TEMPO.CO, Ternate - Badan Pengawas Pemilu Provinsi Maluku Utara mengidentifikasi setidaknya ada tujuh wilayah yang berpotensi terjadi konflik saat pemilihan Gubernur Maluku Utara. Wilayah itu tersebar umumnya merupakan wilayah yang jauh dari aktivitas kota.
Sultan Alwan, Ketua Bawaslu Maluku Utara, mengatakan, tujuh wilayah itu adalah Halmahera Barat, Halmahera Timur, Kepulauan Sula, Halmahera Selatan, Morotai dan Halmahera Utara, serta Halmahera Tengah. Umumnya, konflik yang terjadi adalah konflik yang berhubungan dengan masalah kecurangan pemilu, seperti masalah daftar pemilih tetap (DPT) hingga penetapan pemenang pemilu.
"Dengan demikian, pilgub Maluku Utara rawan akan konflik,"kata Sultan kepada Tempo, Selasa, 22 Januari 2013.
Sultan menilai konflik yang terjadi dalam pemilihan gubernur bahkan bisa mengarah pada konflik fisik antarpendukung calon. Oleh karena itu, Bawaslu berencana memperketat pengawasan di semua tahapan. "Kami juga tidak segan-segan melaporkan pelanggaran pemilu oleh pihak penyelenggara hingga aparat hukum. Karena itu, kami berharap masyarakat bisa ikut berpartisipasi mengawasi proses pilgub ini," ujar Sultan.

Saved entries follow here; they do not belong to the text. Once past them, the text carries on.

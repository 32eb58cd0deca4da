//! Tool parameter schemas.

use serde::{Deserialize, Serialize};
use serde_json::{json, Map, Value};

/// JSON Schema describing a tool's arguments.
#[derive(Debug, Clone, Serialize, Deserialize, PartialEq)]
pub struct AgentToolParameters {
    pub schema: Value,
}

impl AgentToolParameters {
    /// Schema for a tool that takes no arguments.
    pub fn empty() -> Self {
        Self::object().build()
    }

    pub fn object() -> ParameterBuilder {
        ParameterBuilder::default()
    }
}

/// Builder for object schemas.
#[derive(Debug, Default)]
pub struct ParameterBuilder {
    properties: Map<String, Value>,
    required: Vec<String>,
}

impl ParameterBuilder {
    fn property(mut self, name: impl Into<String>, schema: Value, required: bool) -> Self {
        let name = name.into();
        if required {
            self.required.push(name.clone());
        }
        self.properties.insert(name, schema);
        self
    }

    pub fn string(self, name: impl Into<String>, description: impl Into<String>, required: bool) -> Self {
        let schema = json!({ "type": "string", "description": description.into() });
        self.property(name, schema, required)
    }

    pub fn number(self, name: impl Into<String>, description: impl Into<String>, required: bool) -> Self {
        let schema = json!({ "type": "number", "description": description.into() });
        self.property(name, schema, required)
    }

    pub fn boolean(self, name: impl Into<String>, description: impl Into<String>, required: bool) -> Self {
        let schema = json!({ "type": "boolean", "description": description.into() });
        self.property(name, schema, required)
    }

    pub fn build(self) -> AgentToolParameters {
        AgentToolParameters {
            schema: json!({
                "type": "object",
                "properties": self.properties,
                "required": self.required,
            }),
        }
    }
}
//! Message types exchanged with the model.

use chrono::{DateTime, Utc};
use serde::{Deserialize, Serialize};

/// A message in the conversation history sent to the model.
#[derive(Debug, Clone, Serialize, Deserialize, PartialEq)]
pub struct ModelMessage {
    pub role: Role,
    pub content: Vec<ContentPart>,
    #[serde(default, skip_serializing_if = "Option::is_none")]
    pub name: Option<String>,
    #[serde(default, skip_serializing_if = "Option::is_none")]
    pub timestamp: Option<DateTime<Utc>>,
}

impl ModelMessage {
    /// Create a message from raw parts.
    pub fn with_parts(role: Role, content: Vec<ContentPart>) -> Self {
        Self {
            role,
            content,
            name: None,
            timestamp: Some(Utc::now()),
        }
    }

    /// Extract the text content, concatenating all text parts.
    pub fn text(&self) -> String {
        collect_text(&self.content)
    }
}

pub(crate) fn collect_text(parts: &[ContentPart]) -> String {
    parts
        .iter()
        .filter_map(|part| match part {
            ContentPart::Text { text } => Some(text.as_str()),
            _ => None,
        })
        .collect::<Vec<_>>()
        .join("")
}

/// Conversation role.
#[derive(Debug, Clone, Copy, Serialize, Deserialize, PartialEq, Eq, Hash)]
#[serde(rename_all = "lowercase")]
pub enum Role {
    System,
    User,
    Assistant,
    Tool,
}

/// A single part of message or event content.
#[derive(Debug, Clone, Serialize, Deserialize, PartialEq)]
#[serde(tag = "type", rename_all = "snake_case")]
pub enum ContentPart {
    Text { text: String },
    Image(ImageContent),
    ToolCall(AgentToolCall),
    ToolResult(AgentToolResult),
}

impl ContentPart {
    pub fn text(text: impl Into<String>) -> Self {
        Self::Text { text: text.into() }
    }
}

/// Image content embedded in a message. Carried through untouched.
#[derive(Debug, Clone, Serialize, Deserialize, PartialEq)]
pub struct ImageContent {
    pub data: String,
    pub mime_type: String,
}

/// A tool call requested by the model.
#[derive(Debug, Clone, Serialize, Deserialize, PartialEq)]
pub struct AgentToolCall {
    pub id: String,
    pub name: String,
    pub arguments: serde_json::Value,
}

impl AgentToolCall {
    pub fn new(id: impl Into<String>, name: impl Into<String>, arguments: serde_json::Value) -> Self {
        Self {
            id: id.into(),
            name: name.into(),
            arguments,
        }
    }
}

/// A tool execution result.
#[derive(Debug, Clone, Serialize, Deserialize, PartialEq)]
pub struct AgentToolResult {
    pub tool_call_id: String,
    pub result: serde_json::Value,
    #[serde(default)]
    pub is_error: bool,
}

Meski begitu, dosen Universitas Khairun Ternate ini menuturkan, secara umum, Bawaslu belum menemukan bentuk kecurangan pemilu yang bisa berakibat pada terjadinya konflik fisik antarpendukung calon. Namun potensi itu tetap diyakini ada.

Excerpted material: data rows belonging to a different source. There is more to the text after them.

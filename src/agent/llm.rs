//! Model-backed agent: calls the model, executes requested tools, repeats.

use std::fmt;
use std::sync::Arc;

use super::Agent;
use crate::agent_loop::{call_llm, dispatch_tool_calls, InvocationContext};
use crate::config::ToolErrorPolicy;
use crate::provider::{ModelProvider, ModelRequest, ToolDefinition};
use crate::tools::Tool;
use crate::types::{ContentPart, Event, EventStream, GenerationSettings, ModelMessage};

/// An agent driven by a [`ModelProvider`].
///
/// Each step makes one model call, counted against
/// [`RunConfig::max_llm_calls`](crate::config::RunConfig) when the call starts,
/// and yields its event. Tool calls in the response
/// are executed and their results yielded as one more event before the next
/// step; a response without tool calls ends the run.
pub struct LlmAgent {
    name: String,
    description: String,
    instruction: Option<String>,
    provider: Arc<dyn ModelProvider>,
    tools: Vec<Arc<dyn Tool>>,
    settings: GenerationSettings,
    tool_error_policy: Option<ToolErrorPolicy>,
}

impl LlmAgent {
    pub fn new(name: impl Into<String>, provider: Arc<dyn ModelProvider>) -> Self {
        Self {
            name: name.into(),
            description: String::new(),
            instruction: None,
            provider,
            tools: Vec::new(),
            settings: GenerationSettings::default(),
            tool_error_policy: None,
        }
    }

    /// System instruction sent with every request.
    pub fn with_instruction(mut self, instruction: impl Into<String>) -> Self {
        self.instruction = Some(instruction.into());
        self
    }

    pub fn with_description(mut self, description: impl Into<String>) -> Self {
        self.description = description.into();
        self
    }

    pub fn with_tool(mut self, tool: Arc<dyn Tool>) -> Self {
        self.tools.push(tool);
        self
    }

    pub fn with_tools(mut self, tools: Vec<Arc<dyn Tool>>) -> Self {
        self.tools.extend(tools);
        self
    }

    pub fn with_settings(mut self, settings: GenerationSettings) -> Self {
        self.settings = settings;
        self
    }

    /// Override the invocation's tool error policy for this agent.
    pub fn with_tool_error_policy(mut self, policy: ToolErrorPolicy) -> Self {
        self.tool_error_policy = Some(policy);
        self
    }

    fn request(&self, history: &[ModelMessage], tools: &[ToolDefinition]) -> ModelRequest {
        ModelRequest {
            system_instruction: self.instruction.clone(),
            messages: history.to_vec(),
            settings: self.settings.clone(),
            tools: tools.to_vec(),
        }
    }
}

impl Agent for LlmAgent {
    fn name(&self) -> &str {
        &self.name
    }

    fn description(&self) -> &str {
        &self.description
    }

    fn tools(&self) -> &[Arc<dyn Tool>] {
        &self.tools
    }

    fn run_impl(self: Arc<Self>, ctx: Arc<InvocationContext>) -> EventStream {
        let stream = async_stream::stream! {
            let policy = self
                .tool_error_policy
                .unwrap_or(ctx.run_config().tool_error_policy);
            let tool_defs: Vec<ToolDefinition> = self
                .tools
                .iter()
                .map(|tool| ToolDefinition::from_tool(tool.as_ref()))
                .collect();
            let mut history: Vec<ModelMessage> =
                ctx.user_event().to_model_message().into_iter().collect();

            loop {
                if ctx.is_cancelled() {
                    tracing::debug!(agent = %self.name, "cancelled before model call");
                    return;
                }
                let request = self.request(&history, &tool_defs);
                // The step is only counted once the model call is first polled.
                let model_call = async {
                    let step = match ctx.begin_llm_call() {
                        Ok(step) => step,
                        Err(err) => return Err(err),
                    };
                    tracing::debug!(agent = %self.name, step, "llm step");
                    call_llm(self.provider.as_ref(), &request).await
                };
                let outcome = tokio::select! {
                    biased;
                    _ = ctx.cancelled() => None,
                    result = model_call => Some(result),
                };
                let Some(result) = outcome else {
                    tracing::debug!(agent = %self.name, "cancelled during model call");
                    return;
                };
                let response = match result {
                    Ok(response) => response,
                    Err(err) => {
                        yield Err(err);
                        return;
                    }
                };
                ctx.record_usage(&response.usage);

                let model_event = Event::new(ctx.invocation_id(), self.name.clone(), response.to_parts());
                history.extend(model_event.to_model_message());
                yield Ok(model_event);

                if !response.has_tool_calls() {
                    break;
                }

                let results = match dispatch_tool_calls(
                    &self.tools,
                    &response.tool_calls,
                    &ctx,
                    &self.name,
                    policy,
                )
                .await
                {
                    Ok(results) => results,
                    Err(err) => {
                        yield Err(err);
                        return;
                    }
                };
                let parts = results.into_iter().map(ContentPart::ToolResult).collect();
                let tool_event = Event::new(ctx.invocation_id(), self.name.clone(), parts);
                history.extend(tool_event.to_model_message());
                yield Ok(tool_event);
            }
        };
        Box::pin(stream)
    }
}

impl fmt::Debug for LlmAgent {
    fn fmt(&self, f: &mut fmt::Formatter<'_>) -> fmt::Result {
        f.debug_struct("LlmAgent")
            .field("name", &self.name)
            .field("model", &self.provider.model_id())
            .field("tools", &self.tools.iter().map(|t| t.name()).collect::<Vec<_>>())
            .finish()
    }
}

Sedangkan Yahya Mahmud, Direktur LBH Maluku Utara, mengatakan, potensi konflik pada pemilihan Gubernur Maluku Utara biasanya diakibatkan penyelenggara yang bersikap tidak independen. Karena itu, pengawasan terhadap penyelenggara pemilu harus dilakukan secara ketat. "Tapi memang tidak semua petugas penyelenggara buruk. Namun merekalah yang harus diawasi secara ketat," kata Yahya.